The effects of the COVID-19 pandemic are having a dramatic effect on the global economy. Many businesses are suspending trading activities and furloughing staff, which in turn is affecting cash flows.

Profits made by a limited company are distributed to shareholders through the declaration of dividends. Quite often, for example in the case of SME businesses, the directors and shareholders are one and the same. Here, directors might take a minimum salary and pay the rest of their remuneration by way of dividend as it is a tax-efficient means for directors to be remunerated.

However, before a company is able to pay a dividend, two main criteria must be met:

  1. The company must have profits available in order to make the dividend. This often is referred to the company having sufficient “distributable reserves” available; and
  2. Any dividend that is paid must be made with reference to the company’s “relevant accounts”.

Several points arise out of the second criteria:

  • The “relevant accounts” are normally the company’s most recent annual accounts, or if they do not show sufficient available profits, specifically prepared interim accounts.
  • The accounts relied on, however, must show the company’s assets and liabilities, its share capital and include provisions for any future liabilities, such as corporation tax.
  • Before making any dividend, a company must consider any events that have arisen since the date when the “relevant accounts” were made and the date when it is proposed the dividend should be paid.

These points are particularly relevant now as a result of COVID-19, where the “relevant accounts” relied upon may have been prepared before the social distancing restrictions were announced by the government. As a result, the accounts may no longer be accurate, given the possible effect on future cashflow and expenditure caused by the COVID-19 restrictions.

Reclassifying dividends as salary

The Court of Appeal has previously confirmed that the company must have sufficient profits available to make the dividend at the time it is paid. This means it is not possible for a company to reclassify a dividend payment as salary at a later date if it is subsequently discovered that the company had insufficient profits at the time the dividend was declared.
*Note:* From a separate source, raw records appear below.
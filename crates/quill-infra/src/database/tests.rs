use std::collections::BTreeMap;

use chrono::{TimeZone, Utc};
use sea_orm::{DatabaseBackend, MockDatabase, MockExecResult, QueryTrait, Value};
use uuid::Uuid;

use quill_core::domain::{Post, PostStatus};
use quill_core::error::RepoError;
use quill_core::ports::{AuthorRepository, BaseRepository, PostRepository};
use quill_core::query::{PageRequest, PostFilter, SortOrder};

use crate::database::entity::{author, post};
use crate::database::postgres_repo::{
    PostgresAuthorRepository, PostgresPostRepository, published_select,
};

fn author_model() -> author::Model {
    author::Model {
        id: Uuid::new_v4(),
        username: "jane_writer".to_owned(),
        first_name: "Jane".to_owned(),
        last_name: "Smith".to_owned(),
        email: "jane@example.com".to_owned(),
        created_at: Utc::now().into(),
    }
}

fn post_model(author_id: Uuid, slug: &str) -> post::Model {
    let now = Utc::now();
    post::Model {
        id: Uuid::new_v4(),
        author_id,
        title: "Test Post".to_owned(),
        slug: slug.to_owned(),
        body: "# Hi".to_owned(),
        body_html: "<h1>Hi</h1>\n".to_owned(),
        status: post::Status::Published,
        published_at: Some(now.into()),
        created_at: now.into(),
        updated_at: now.into(),
    }
}

fn count_row(n: i64) -> BTreeMap<&'static str, Value> {
    BTreeMap::from([("num_items", Value::BigInt(Some(n)))])
}

#[tokio::test]
async fn test_find_post_by_id() {
    let author = author_model();
    let model = post_model(author.id, "test-post");
    let post_id = model.id;

    let db = MockDatabase::new(DatabaseBackend::Postgres)
        .append_query_results(vec![vec![model]])
        .into_connection();

    let repo = PostgresPostRepository::new(db);

    let result: Option<Post> = repo.find_by_id(post_id).await.unwrap();

    let post = result.unwrap();
    assert_eq!(post.title, "Test Post");
    assert_eq!(post.id, post_id);
    assert_eq!(post.status, PostStatus::Published);
}

#[tokio::test]
async fn test_find_published_by_slug_joins_author() {
    let author = author_model();
    let model = post_model(author.id, "hello");

    let db = MockDatabase::new(DatabaseBackend::Postgres)
        .append_query_results(vec![vec![(model, author)]])
        .into_connection();

    let repo = PostgresPostRepository::new(db);
    let entry = repo.find_published_by_slug("hello").await.unwrap().unwrap();

    assert_eq!(entry.post.slug, "hello");
    assert_eq!(entry.author_name(), "Jane Smith");
}

#[tokio::test]
async fn test_find_published_by_slug_missing() {
    let db = MockDatabase::new(DatabaseBackend::Postgres)
        .append_query_results(vec![Vec::<(post::Model, author::Model)>::new()])
        .into_connection();

    let repo = PostgresPostRepository::new(db);
    assert!(repo.find_published_by_slug("nope").await.unwrap().is_none());
}

#[tokio::test]
async fn test_list_published_pages() {
    let author = author_model();
    let first = post_model(author.id, "first");
    let second = post_model(author.id, "second");

    let db = MockDatabase::new(DatabaseBackend::Postgres)
        .append_query_results(vec![vec![count_row(22)]])
        .append_query_results(vec![vec![(first, author.clone()), (second, author)]])
        .into_connection();

    let repo = PostgresPostRepository::new(db);
    let (items, total) = repo
        .list_published(
            &PostFilter::default(),
            SortOrder::default(),
            PageRequest::new(2, 20),
        )
        .await
        .unwrap();

    assert_eq!(total, 22);
    assert_eq!(items.len(), 2);
    assert_eq!(items[0].post.slug, "first");
}

#[tokio::test]
async fn test_list_published_past_end_skips_fetch() {
    let db = MockDatabase::new(DatabaseBackend::Postgres)
        .append_query_results(vec![vec![count_row(3)]])
        .into_connection();

    let repo = PostgresPostRepository::new(db);
    let (items, total) = repo
        .list_published(
            &PostFilter::default(),
            SortOrder::default(),
            PageRequest::new(2, 20),
        )
        .await
        .unwrap();

    assert_eq!(total, 3);
    assert!(items.is_empty());
}

#[tokio::test]
async fn test_find_author_by_username() {
    let author = author_model();
    let db = MockDatabase::new(DatabaseBackend::Postgres)
        .append_query_results(vec![vec![author.clone()]])
        .into_connection();

    let repo = PostgresAuthorRepository::new(db);
    let found = repo.find_by_username("jane_writer").await.unwrap().unwrap();
    assert_eq!(found.id, author.id);
}

#[tokio::test]
async fn test_delete_missing_post() {
    let db = MockDatabase::new(DatabaseBackend::Postgres)
        .append_exec_results(vec![MockExecResult {
            last_insert_id: 0,
            rows_affected: 0,
        }])
        .into_connection();

    let repo = PostgresPostRepository::new(db);
    let err = BaseRepository::<Post, Uuid>::delete(&repo, Uuid::new_v4())
        .await
        .unwrap_err();
    assert!(matches!(err, RepoError::NotFound));
}

#[test]
fn test_published_select_sql() {
    let filter = PostFilter {
        terms: PostFilter::search_terms("Django"),
        published_after: Some(Utc.with_ymd_and_hms(2025, 1, 1, 0, 0, 0).unwrap()),
        published_before: Some(Utc.with_ymd_and_hms(2025, 12, 31, 0, 0, 0).unwrap()),
    };
    let sql = published_select(&filter)
        .build(DatabaseBackend::Postgres)
        .to_string();

    assert!(sql.contains(r#""posts"."status" = 'published'"#), "{sql}");
    assert!(sql.contains(r#""posts"."published_at" > '2025-01-01"#), "{sql}");
    assert!(sql.contains(r#""posts"."published_at" < '2025-12-31"#), "{sql}");
    assert!(sql.contains(r#"LOWER("posts"."title") LIKE '%django%'"#), "{sql}");
    assert!(sql.contains(r#"LOWER("posts"."body") LIKE '%django%'"#), "{sql}");
    assert!(sql.contains(r#"LOWER("authors"."first_name")"#), "{sql}");
    assert!(sql.contains(r#"LOWER("authors"."last_name")"#), "{sql}");
    assert!(sql.contains(r#"TRIM("authors"."first_name") = ''"#), "{sql}");
    assert!(
        sql.contains(r#"LOWER("authors"."username") LIKE '%django%'"#),
        "{sql}"
    );
}

#[test]
fn test_published_select_without_filters() {
    let sql = published_select(&PostFilter::default())
        .build(DatabaseBackend::Postgres)
        .to_string();

    assert!(sql.contains(r#""posts"."status" = 'published'"#), "{sql}");
    assert!(!sql.contains("LIKE"), "{sql}");
    assert!(!sql.contains("published_at\" >"), "{sql}");
}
Consequently, if there is a risk that a company will no longer have available profits as a result of the COVID-19 restrictions, a director who had been receiving dividends in lieu of salary should consider whether they instead should, from now on, draw their renumeration via the company payroll and pay PAYE and National Insurance contributions in the usual way.

Liability of shareholders

Section 847 Companies Act 2006 provides that if a shareholder knows, or has reasonable grounds to know, that a dividend they have received has been made in breach of the criteria set out above, then they are liable to repay it.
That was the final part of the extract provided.